The users of the data can be scientists, modellers, public agencies which may integrate the data in search and rescue or forecasting tools, or companies which may need forecasts in case of accidents. The users may have certain requests (e.g. not to have any gaps in the vectors if they need complete fields for their tools), and they usually want proof of the quality of the data. Operators have some data quality in place, but the standards that they use for it are not homogeneous in Europe.

The HF Radar Task Team has many interactions with other coastal platforms. For example, it collaborates with the other Task Teams of EuroGOOS, and plans joint actions within the JERICO-NEXT project.

The HF Radar community can share with ENVRIplus or other RIs:

  • historical time series of surface currents, and waves in some cases. This data is generally free, but this depends on each operator and country.
  • users/expertise to provide advice on various topics
  • access to related scholarly publications
  • access to grey literature; They will produce reports to disseminate their activity as part of EuroGOOS and its working groups.

The HF Radar community cannot share software, because have not decided on using a common specific software yet. For data processing, operators could use the software of the HF radar provider (CODAR [17], WERA [18], etc) or their own software. Some of the partners use open software which could be shared (e.g. some Matlab toolboxes for working on HF Radar data have been developed by an American company and they are open to all HF Radar communities), while others use licensed software. As part of the homogenisation work proposed during the JERICO-NEXT project, the task team would like to decide on common tools.

The HF Radar community cannot share computational resources, because currently the different operators are providing their own data and there is no common computational infrastructure. Moreover, the analysis required for HF Radar technology does not have very large computational requirements as compared with that for other technologies. There are discussions as part of the EMODnet Physics context about building a node where all of the data from all the stations connected to this network would be available, but it is not clear yet whether EMODnet would assume all responsibility for it.

The HF Radar community do not intend to give access to their infrastructure, but only to their data, which as part of the JERICO-NEXT framework is called “virtual access”. This is because the operators strive to maintain the configured HF Radar systems stable in real time and continuously, and this would be difficult to manage if someone else is allowed to tune them. Although a project in Norway has attempted to demonstrate that HF Radar technology could be quickly deployed on request by different operators in case of accidents, there were no official attempts of sharing this technology.

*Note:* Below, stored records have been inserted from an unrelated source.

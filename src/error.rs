use thiserror::Error;

use crate::metadata::{tables::TableId, token::Token};

macro_rules! malformed_error {
    // Single string version
    ($msg:expr) => {
        crate::Error::Malformed {
            message: $msg.to_string(),
            file: file!(),
            line: line!(),
        }
    };

    // Format string with arguments version
    ($fmt:expr, $($arg:tt)*) => {
        crate::Error::Malformed {
            message: format!($fmt, $($arg)*),
            file: file!(),
            line: line!(),
        }
    };
}

/// The generic Error type, which provides coverage for all errors this library can potentially
/// return.
///
/// Every fallible operation of the codec, the comparer and the cloning engine reports one of
/// these variants. No operation silently truncates, wraps or substitutes a value.
///
/// # Error Categories
///
/// ## Decoding Errors
/// - [`Error::TruncatedData`] - A read would have gone past the end of the input
/// - [`Error::ValueOutOfRange`] - A value does not fit the requested encoding
/// - [`Error::Malformed`] - Corrupted or invalid structure
/// - [`Error::RecursionLimit`] - Nested signature exceeded the allowed depth
///
/// ## Reference Errors
/// - [`Error::InvalidCodedIndexTarget`] - Token table is not a candidate of the coded index
/// - [`Error::TokenNotFound`] - Token does not address a row of the module
/// - [`Error::UnresolvedReference`] - A reference reachable from a clone seed cannot be resolved
///
/// ## Cloning Errors
/// - [`Error::InvalidSeedModule`] - Seed member does not belong to the source module
/// - [`Error::EmptySeedSet`] - Nothing was included before cloning
///
/// ## Encoding Errors
/// - [`Error::LengthMismatch`] - Predicted and actual encoded size disagree
///
/// # Examples
///
/// ```rust
/// use dotgraft::{Error, utils::read_compressed_uint};
///
/// let mut offset = 0;
/// match read_compressed_uint(&[0xC0, 0x00], &mut offset) {
///     Err(Error::TruncatedData) => {}
///     other => panic!("unexpected: {:?}", other),
/// }
/// ```
#[derive(Error, Debug)]
pub enum Error {
    // Decoding Errors
    /// A read would have gone past the end of the available data.
    ///
    /// Raised by every cursor read, compressed integer decode and heap lookup whose
    /// length prefix points past the end of the heap.
    #[error("Truncated data - a read would have gone past the end of the input")]
    TruncatedData,

    /// A value does not fit into the requested encoding.
    ///
    /// Compressed unsigned integers accept `0..=0x1FFF_FFFF`, compressed signed integers accept
    /// `-2^28..=2^28-1`. Also raised for compressed integers whose leading byte is `111xxxxx`.
    #[error("Value out of range for the requested encoding - {0}")]
    ValueOutOfRange(i64),

    /// The file is damaged and could not be parsed.
    ///
    /// This error indicates that the structure doesn't conform to ECMA-335. The error
    /// includes the source location where the malformation was detected for debugging purposes.
    ///
    /// # Fields
    ///
    /// * `message` - Detailed description of what was malformed
    /// * `file` - Source file where the error was detected
    /// * `line` - Source line where the error was detected
    #[error("Malformed - {file}:{line}: {message}")]
    Malformed {
        /// The message to be printed for the Malformed error
        message: String,
        /// The source file in which this error occured
        file: &'static str,
        /// The source line in which this error occured
        line: u32,
    },

    /// Recursion limit reached.
    ///
    /// Signatures nest (pointers to arrays of generic instances of ...). A maximum depth is
    /// enforced while decoding and comparing to avoid stack exhaustion on hostile input.
    ///
    /// The associated value shows the recursion limit that was reached.
    #[error("Reach the maximum recursion level allowed - {0}")]
    RecursionLimit(usize),

    // Reference Errors
    /// A token cannot be expressed through the given coded index.
    ///
    /// Either the token's table is not among the candidates of the coded index, or a decoded
    /// tag selects an unassigned slot.
    #[error("Invalid coded index target - {table:?} is not a candidate of {coded}")]
    InvalidCodedIndexTarget {
        /// Name of the coded index kind
        coded: &'static str,
        /// The offending table, `None` if the tag itself is unassigned
        table: Option<TableId>,
    },

    /// A token does not address an existing row of the module it was looked up in.
    #[error("Token does not address an existing row - {0}")]
    TokenNotFound(Token),

    /// A reference reachable from the clone seeds could not be resolved.
    ///
    /// The associated [`Token`] is the unresolved source token.
    #[error("Unresolved reference - {0}")]
    UnresolvedReference(Token),

    // Cloning Errors
    /// A seed member does not belong to the module the cloner reads from.
    #[error("Seed member does not belong to the source module - {0}")]
    InvalidSeedModule(Token),

    /// No seed member was included before cloning.
    #[error("No member was included for cloning")]
    EmptySeedSet,

    // Encoding Errors
    /// The predicted encoded length differs from the number of bytes actually written.
    ///
    /// This always indicates a defect in a signature's length computation.
    #[error("Length mismatch - predicted {expected} bytes, wrote {actual}")]
    LengthMismatch {
        /// Length returned by `physical_length()`
        expected: usize,
        /// Length actually written
        actual: usize,
    },
}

Through participation to ENVRIplus, the HF Radar Task Team would value:

  • learning about other European RIs and getting inspiration from them for deciding on the general objectives and services that they could provide at European level; The HF Radar Task Team are only at the beginning of the roadmap, but they will soon need help in organising a European node for providing HF Radar data on a homogeneous way to European users.
  • from a technological perspective, getting recommendations about the design of their common data system, including formats or data platforms and data treatments.
  • getting inspiration from RIs about ways to distribute the data to end users using applications which are more focused on this aspect.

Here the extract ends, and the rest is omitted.